Instructions for the task — Below are some records; return each one exactly as written.
***** Given records *****
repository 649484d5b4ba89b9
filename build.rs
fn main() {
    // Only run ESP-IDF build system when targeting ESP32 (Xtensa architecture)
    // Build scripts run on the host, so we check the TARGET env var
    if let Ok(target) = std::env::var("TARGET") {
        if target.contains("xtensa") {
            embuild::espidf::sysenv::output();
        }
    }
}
*****
Result for this task —
repository 649484d5b4ba89b9
filename build.rs
fn main() {
    // Only run ESP-IDF build system when targeting ESP32 (Xtensa architecture)
    // Build scripts run on the host, so we check the TARGET env var
    if let Ok(target) = std::env::var("TARGET") {
        if target.contains("xtensa") {
            embuild::espidf::sysenv::output();
        }
    }
}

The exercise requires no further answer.